A flower's bright petals and fragrance aren't the only things that attract bees.
Flowers often experience a change in electric charge after they've been visited,
so by sensing electric fields, bees can decide whether a flower is worth
investigating (or if someone got there before them).

5. Electric rays
(Flickr/Froschmann)

Electric rays have kidney-shaped organs capable of generating electric shocks.


These fish use electricity to zap predators and catch prey. These rays can
actually control the intensity of their electric shocks, sending out relatively low
doses to serve as a warning to curious predators and high doses to stun their
lunch.

6. Geckos
(Flickr/Michael Sale)

Have you ever wondered how geckos are able to climb smooth surfaces? The
gecko's Spider-Man abilities are due in part to the electrostatic forces on the
gecko's toe pads. The difference in charge between his feet and the surface he's
climbing help the little guy stay anchored to the wall.

7. Elephant nose fish


(Flickr/Joachim S. Müller)

Despite his name, the elephant nose fish does not have a prehensile trunk.
Rather, that protrusion is a long chin, which the fish uses to detect the electrical
impulses of prey. These fish are so skilled in their electroreception that they can
find food even when it's pitch-dark.

8. Oriental hornets
(Flickr/Stavros Markopoulos)

He may sound like he's straight out of a comic book, but the Oriental hornet
indeed gets his electric superpowers from the sun. This incredible insect has
specialized yellow tissues that can absorb sunlight, as well as brown tissues that
generate electricity. The hornet uses this electricity as a power source - and is
the only known animal that can convert sunlight into energy. Scientists made
their surprising discovery after noticing that the Oriental hornet was active
during times when the sun was most intense - an unusual trait for his kind.

9. Spiders
(Flickr/dotun55)

Spiders coat their web with a special kind of glue that's attracted to charged
particles (such as flying insects). The attraction is so strong that these lifeless
webs will actually move forward to stick to flying prey. These webs are also
attracted to airborne pollutants, meaning that spiders help make the air cleaner
in addition to eradicating house pests.

10. Sharks
(Flickr/Ken Bondy)

Sharks have specialized receptors on their snouts called ampullae of Lorenzini.

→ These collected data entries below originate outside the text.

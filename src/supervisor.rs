//! Parent side of a job: fork, bounded wait, reap.
use std::fs::File;
use std::os::unix::process::ExitStatusExt;
use std::path::Path;
use std::process::ExitStatus;
use std::time::{Duration, Instant};

use log::{debug, info, warn};
use signal_hook::consts::SIGCHLD;

use super::config::{JobConfig, OUTPUT_FILE};
use super::err::{Error, Result, EXIT_TIMEOUT};
use super::executor;
use super::proc::{fork, signame, Fork, Proc};
use super::sampler::{TimestampSample, TimestampSampler};
use super::user::GradingIdentity;
use super::util::{self, BlockedSignals};

/// How the job ended.  Recorded once, after the child is reaped.
#[derive(Debug, Clone, Copy, PartialEq, Eq)]
pub struct JobOutcome {
    pub status: ExitStatus,
    pub timed_out: bool,
}

impl JobOutcome {
    pub fn exit_code(&self) -> i32 {
        if self.timed_out {
            EXIT_TIMEOUT
        } else {
            0
        }
    }

    pub fn report(&self, timeout: u32) {
        if self.timed_out {
            info!("Job timed out after {} seconds", timeout);
        } else if let Some(code) = self.status.code() {
            info!("Job exited with status {}", code);
        } else if let Some(sig) = self.status.signal() {
            info!("Job killed by {}", signame(sig));
        }
    }
}

/// Everything the renderer needs once the job is over
pub struct FinishedJob {
    pub outcome: JobOutcome,
    pub samples: Vec<TimestampSample>,
    pub output: File,
}

pub struct Supervisor<'a> {
    config: &'a JobConfig,
    ident: &'a GradingIdentity,
}

impl<'a> Supervisor<'a> {
    pub fn new(config: &'a JobConfig, ident: &'a GradingIdentity) -> Supervisor<'a> {
        Supervisor { config, ident }
    }

    /// Run the job found in `job_dir` to completion
    pub fn run(&self, job_dir: &Path) -> Result<FinishedJob> {
        // created and handed over while we are still privileged
        let path = job_dir.join(OUTPUT_FILE);
        let writer = util::create_exclusive(&path, 0o644)?;
        util::fchown(&writer, self.ident.uid(), self.ident.gid())?;
        let output = util::open_read_nofollow(&path)?;

        // SIGCHLD stays pending until we wait for it
        let blocked = BlockedSignals::block(&[SIGCHLD])?;

        let mut child = match fork()? {
            Fork::Child => executor::run_job(self.config, self.ident, writer, job_dir),
            Fork::Parent(child) => child,
        };
        drop(writer);
        debug!("Forked job {}", child);

        let sampler = match self.config.interval() {
            Some(interval) => {
                let started = output
                    .try_clone()
                    .map_err(|e| Error::os("dup output", e))
                    .and_then(|watch| TimestampSampler::start(watch, interval));
                Some(reap_on_error(&mut child, started)?)
            }
            None => None,
        };

        let outcome = await_child(&mut child, &blocked, self.config.timeout());

        let samples = match sampler {
            Some(sampler) => sampler.finish()?,
            None => vec![],
        };
        let outcome = outcome?;
        outcome.report(self.config.timeout);

        Ok(FinishedJob {
            outcome,
            samples,
            output,
        })
    }
}

/// Pass through `res`.  On error, first kill and reap `child`.
fn reap_on_error<T>(child: &mut Proc, res: Result<T>) -> Result<T> {
    if res.is_err() {
        if let Err(err) = child.kill() {
            warn!("unable to kill {} : {}", child, err);
        }
        child.wait()?;
    }
    res
}

/// Wait up to `timeout` for the child, killing it once that expires, then reap.
///
/// SIGCHLD must be blocked by `blocked` since before the child was forked.
pub fn await_child(
    child: &mut Proc,
    blocked: &BlockedSignals,
    timeout: Option<Duration>,
) -> Result<JobOutcome> {
    let mut timed_out = false;

    if let Some(limit) = timeout {
        let deadline = Instant::now() + limit;
        // a SIGCHLD may be for some other child, so check ours each time
        while child.try_wait()?.is_none() {
            let remaining = deadline.saturating_duration_since(Instant::now());
            if blocked.wait_timeout(remaining)?.is_none() && child.try_wait()?.is_none() {
                debug!("Timeout, kill {}", child);
                child.kill()?;
                timed_out = true;
                break;
            }
        }
    }

    // always reap, timed out or not
    let status = child.wait()?;
    Ok(JobOutcome { status, timed_out })
}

These receptors help the shark detect electric fields given off by potential
meals. This can come in handy in the deep blue sea, where prey may be far away
or camouflaging themselves.

11. Guiana dolphins

(a)

(b)

(royalsocietypublishing.org/Nicole U. Czech-Damal)

Guiana dolphins may seem like simple, playful creatures, but when you look into
their past, things get pretty hairy - literally. That's because these dolphins are
born with whiskers on their snouts! These whiskers fall off eventually, but the pits
that these whiskers were once anchored to (called vibrissal crypts) are used to
sense the electric fields emitted by prey. Like the shark, the receptors in a
Guiana dolphin's snout also have a kind of gel that allows him to detect the
presence of possible food. Each crypt is surrounded by blood vessels and
connected to the trigeminal nerve, a special nerve that carries sensory
information to the dolphin's brain.

12. Electric eels

(Flickr/Travis)

A list of animals that use electricity would not be complete without electric eel.
These magnificent creatures inhabit ponds and streams in the Amazon and
Orinoco basins of South America, but their name is misleading; electric eels are
not eels at all, and are more closely related to catfish. Electric eels have
electrogenic cells that they use to stun prey, defend against predators and even
communicate with other electric eels. With a strong enough shock to cause
heart failure after repeated jolts, it wouldn't be such a good idea to approach this
living lightning rod. In fact, it would be eel-advised.